Lettre de l'École de psychanalyse des forums du champ lacanien

En répondant à Einstein pourquoi la guerre, Freud a souligné que la guerre révèle comment l'homme est capable de faire de l'autre l'objet de sa pulsion de destruction, qui fait partie de chacun de nous. Car la guerre suspend les barrières civilisatrices qui s'opposent à la pulsion de mort. Au Brésil aujourd'hui, les piliers civilisateurs et démocratiques sont systématiquement et programmatiquement détruits par la barbarie du gouvernement d'extrême droite. Nous sommes sous l'Empire de la pulsion de mort. Un gouvernement « ustra-droitier » évoque au quotidien le sombre hommage rendu par le député fédéral de l'époque Jair Bolsonaro au tortionnaire sadique Brilhante Ustra, lorsqu'il prononça son vote en faveur de la destitution de la présidente Dilma Roussef, en 2016 viendrait.

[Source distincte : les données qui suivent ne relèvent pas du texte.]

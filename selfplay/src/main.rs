use anyhow::{Context, Result};
use clap::{Args, Parser, Subcommand, ValueEnum};
use learn_game::persistence::CheckpointPaths;
use learn_game::{
    AppConfig, GameResult, MonteCarloPlayer, Player, QLearningPlayer, Trainer, TrainingRun,
    TrainingStats,
};
use std::path::PathBuf;
use std::sync::atomic::{AtomicBool, Ordering};
use std::sync::Arc;

/// Self-play training of tic-tac-toe agents.
#[derive(Parser)]
#[command(name = "selfplay", about = "Train tic-tac-toe agents by self-play")]
struct Cli {
    /// Path to TOML configuration file
    #[arg(long, global = true, default_value = "selfplay.toml")]
    config: PathBuf,

    #[command(subcommand)]
    command: Command,
}

#[derive(Subcommand)]
enum Command {
    /// Train both agents and save the final checkpoint
    Train {
        #[command(flatten)]
        common: Common,

        /// Override number of training episodes
        #[arg(long)]
        episodes: Option<usize>,

        /// Override the seed of the move-selection RNG
        #[arg(long)]
        seed: Option<u64>,

        /// Override episodes between interval checkpoints (0 disables them)
        #[arg(long)]
        save_interval: Option<usize>,

        /// Continue from the checkpoint saved under the prefix
        #[arg(long)]
        resume: bool,
    },
    /// Play greedy games between two saved agents
    Evaluate {
        #[command(flatten)]
        common: Common,

        #[arg(long, default_value_t = 100)]
        games: usize,
    },
    /// Play one greedy game and print every position
    Demo {
        #[command(flatten)]
        common: Common,
    },
    /// Print the statistics saved with a checkpoint
    Stats {
        #[command(flatten)]
        common: Common,

        /// Window of the moving win-rate average
        #[arg(long, default_value_t = 100)]
        window: usize,
    },
}

#[derive(Args)]
struct Common {
    /// Checkpoint file prefix
    #[arg(long)]
    prefix: Option<String>,

    /// Checkpoint directory
    #[arg(long)]
    dir: Option<PathBuf>,

    /// Agent playing X
    #[arg(long, value_enum, default_value_t = AgentKind::Q)]
    agent1: AgentKind,

    /// Agent playing O
    #[arg(long, value_enum, default_value_t = AgentKind::Mc)]
    agent2: AgentKind,
}

#[derive(Clone, Copy, ValueEnum)]
enum AgentKind {
    Q,
    Mc,
}

fn build_agent(kind: AgentKind, mark: char, config: &AppConfig) -> Result<Box<dyn Player>> {
    let agent: Box<dyn Player> = match kind {
        AgentKind::Q => Box::new(QLearningPlayer::new(
            &format!("QLearning_{mark}"),
            config.q_learning,
        )?),
        AgentKind::Mc => Box::new(MonteCarloPlayer::new(
            &format!("MonteCarlo_{mark}"),
            config.monte_carlo,
        )?),
    };
    Ok(agent)
}

type SelfPlay = Trainer<Box<dyn Player>, Box<dyn Player>>;

fn build_trainer(config: &AppConfig, common: &Common) -> Result<SelfPlay> {
    let agent1 = build_agent(common.agent1, 'X', config)?;
    let agent2 = build_agent(common.agent2, 'O', config)?;
    Trainer::new(agent1, agent2, config.trainer.clone()).context("building trainer")
}

fn apply_common(config: &mut AppConfig, common: &Common) {
    if let Some(prefix) = &common.prefix {
        config.trainer.prefix = prefix.clone();
    }
    if let Some(dir) = &common.dir {
        config.trainer.checkpoint_dir = dir.clone();
    }
}

fn load_trained(config: &AppConfig, common: &Common) -> Result<SelfPlay> {
    let mut trainer = build_trainer(config, common)?;
    let prefix = &config.trainer.prefix;
    trainer
        .load_checkpoint(prefix)
        .with_context(|| format!("loading checkpoint '{prefix}'"))?;
    Ok(trainer)
}

/// Trains until done or `cancel` is raised, then saves the checkpoint either way.
fn run_training(trainer: &mut SelfPlay, prefix: &str, cancel: &AtomicBool) -> Result<TrainingRun> {
    let run = trainer.train(Some(cancel)).context("training aborted")?;
    if run.cancelled {
        log::info!("interrupted, saving checkpoint '{prefix}'");
    }
    trainer
        .save_checkpoint(prefix)
        .with_context(|| format!("saving checkpoint '{prefix}'"))?;
    Ok(run)
}

fn print_report(trainer: &SelfPlay) {
    let summary = trainer.stats().summary();
    println!("{}", "=".repeat(50));
    println!("{summary}");
    for agent in [trainer.agent1() as &dyn Player, trainer.agent2() as &dyn Player] {
        let record = agent.record();
        println!("{}:", agent.name());
        println!("  wins:   {} ({:.1}%)", record.wins, record.win_rate() * 100.0);
        println!("  losses: {} ({:.1}%)", record.losses, record.loss_rate() * 100.0);
        println!("  draws:  {} ({:.1}%)", record.draws, record.draw_rate() * 100.0);
    }
}

fn main() -> Result<()> {
    env_logger::Builder::from_env(env_logger::Env::default().default_filter_or("info")).init();
    let cli = Cli::parse();

    let mut config = AppConfig::load_or_default(&cli.config)
        .with_context(|| format!("loading config from {}", cli.config.display()))?;

    match cli.command {
        Command::Train {
            common,
            episodes,
            seed,
            save_interval,
            resume,
        } => {
            apply_common(&mut config, &common);
            if let Some(episodes) = episodes {
                config.trainer.num_episodes = episodes;
            }
            if seed.is_some() {
                config.trainer.seed = seed;
            }
            if let Some(save_interval) = save_interval {
                config.trainer.save_interval = save_interval;
            }
            let mut trainer = build_trainer(&config, &common)?;
            let prefix = config.trainer.prefix.clone();
            if resume {
                // a missing or broken checkpoint leaves fresh agents behind
                if let Err(e) = trainer.load_checkpoint(&prefix) {
                    log::warn!("resume failed, training from scratch: {e}");
                }
            }
            let cancel = Arc::new(AtomicBool::new(false));
            let handler_flag = Arc::clone(&cancel);
            ctrlc::set_handler(move || handler_flag.store(true, Ordering::Relaxed))
                .context("installing Ctrl-C handler")?;
            let run = run_training(&mut trainer, &prefix, &cancel)?;
            if run.cancelled {
                println!("trained {} episodes before interruption", run.episodes);
            } else {
                println!("trained {} episodes", run.episodes);
            }
            print_report(&trainer);
        }
        Command::Evaluate { common, games } => {
            apply_common(&mut config, &common);
            let mut trainer = load_trained(&config, &common)?;
            let report = trainer.evaluate(games).context("evaluation aborted")?;
            println!("games: {}", report.games);
            println!("{}: {} wins", trainer.agent1().name(), report.agent1_wins);
            println!("{}: {} wins", trainer.agent2().name(), report.agent2_wins);
            println!("draws: {}", report.draws);
        }
        Command::Demo { common } => {
            apply_common(&mut config, &common);
            let mut trainer = load_trained(&config, &common)?;
            let game = trainer.play_game(false).context("demo game aborted")?;
            for (mv, state) in game.moves.iter().zip(&game.states) {
                println!("move {mv:?}");
                state.board().draw();
            }
            match game.result {
                GameResult::CrossWins => println!("{} wins", trainer.agent1().name()),
                GameResult::NoughtWins => println!("{} wins", trainer.agent2().name()),
                GameResult::Draw => println!("draw"),
            }
        }
        Command::Stats { common, window } => {
            apply_common(&mut config, &common);
            let paths = CheckpointPaths::new(&config.trainer.checkpoint_dir, &config.trainer.prefix);
            let stats = TrainingStats::load(&paths.stats)
                .with_context(|| format!("loading stats from {}", paths.stats.display()))?;
            println!("{}", stats.summary());
            let moving = stats.moving_win_rates(window);
            if let (Some(episode), Some(rate1), Some(rate2)) =
                (moving.episodes.last(), moving.agent1.last(), moving.agent2.last())
            {
                println!(
                    "moving win rate over {window} episodes at episode {episode}: agent1 {:.1}%, agent2 {:.1}%",
                    rate1 * 100.0,
                    rate2 * 100.0
                );
            }
        }
    }
    Ok(())
}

Aujourd'hui, nous sommes en guerre. Non pas que des puissances extérieures nous attaquent, mais le gouvernement lui-même, avec sa nécropolitique, favorise le génocide de notre population. La pandémie de COVID-19 a introduit la mort dans le cadre de notre vie quotidienne. Et le gouvernement actuel, loin d'être incompétent pour gérer la pandémie et la vaccination de masse, a démontré son objectif délibéré d'exterminer une partie importante de la population. Et cela avec des raffinements de cynisme et la jouissance de la tyrannie.

La situation pandémique et le taux de létalité élevé du COVID-19 ont installé une guerre biologique au Brésil. Celui-ci, de manière cruelle et perfide, attaque sur plusieurs fronts : il ignore la prévention de la contagion, va à l'encontre de l'isolement social, ridiculise l'usage du masque, banalise la maladie, fait la publicité des faux médicaments et encourage les attroupements. Et plus encore : il ne fournit pas d'assistance minimale et digne pour que les personnes restent à la maison, il ne fournit pas de subventions pour augmenter la capacité d'assistance médicale ; au contraire, cela encourage les mouvements anti-vaccination, empêche les gouverneurs d'acheter des vaccins et autres bêtises. Elle promeut ainsi l'Etat de Terreur, nous soumettant non seulement à l'impuissance, mais aussi à la torture à ciel ouvert, qui nous remplit de peur et de panique, de mélancolie et de désespoir. Manque d'oxygène délibéré, asphyxie programmée et mort banalisée sont les tactiques de la nécropolitique, dont la stratégie est la haine, l'ignorance et la destruction. L'ignorance meurtrière est instillée au goutte à goutte dans les interstices de la société démocratique, si bien qu'il y a une attaque contre le savoir et la promotion des Fake News, en plus de l'ode à la violence. Ce type de guerre d'aujourd'hui dans lequel le coronavirus est utilisé comme arme, associé à la libération d'armes à feu à la population, prépare la guerre civile de demain.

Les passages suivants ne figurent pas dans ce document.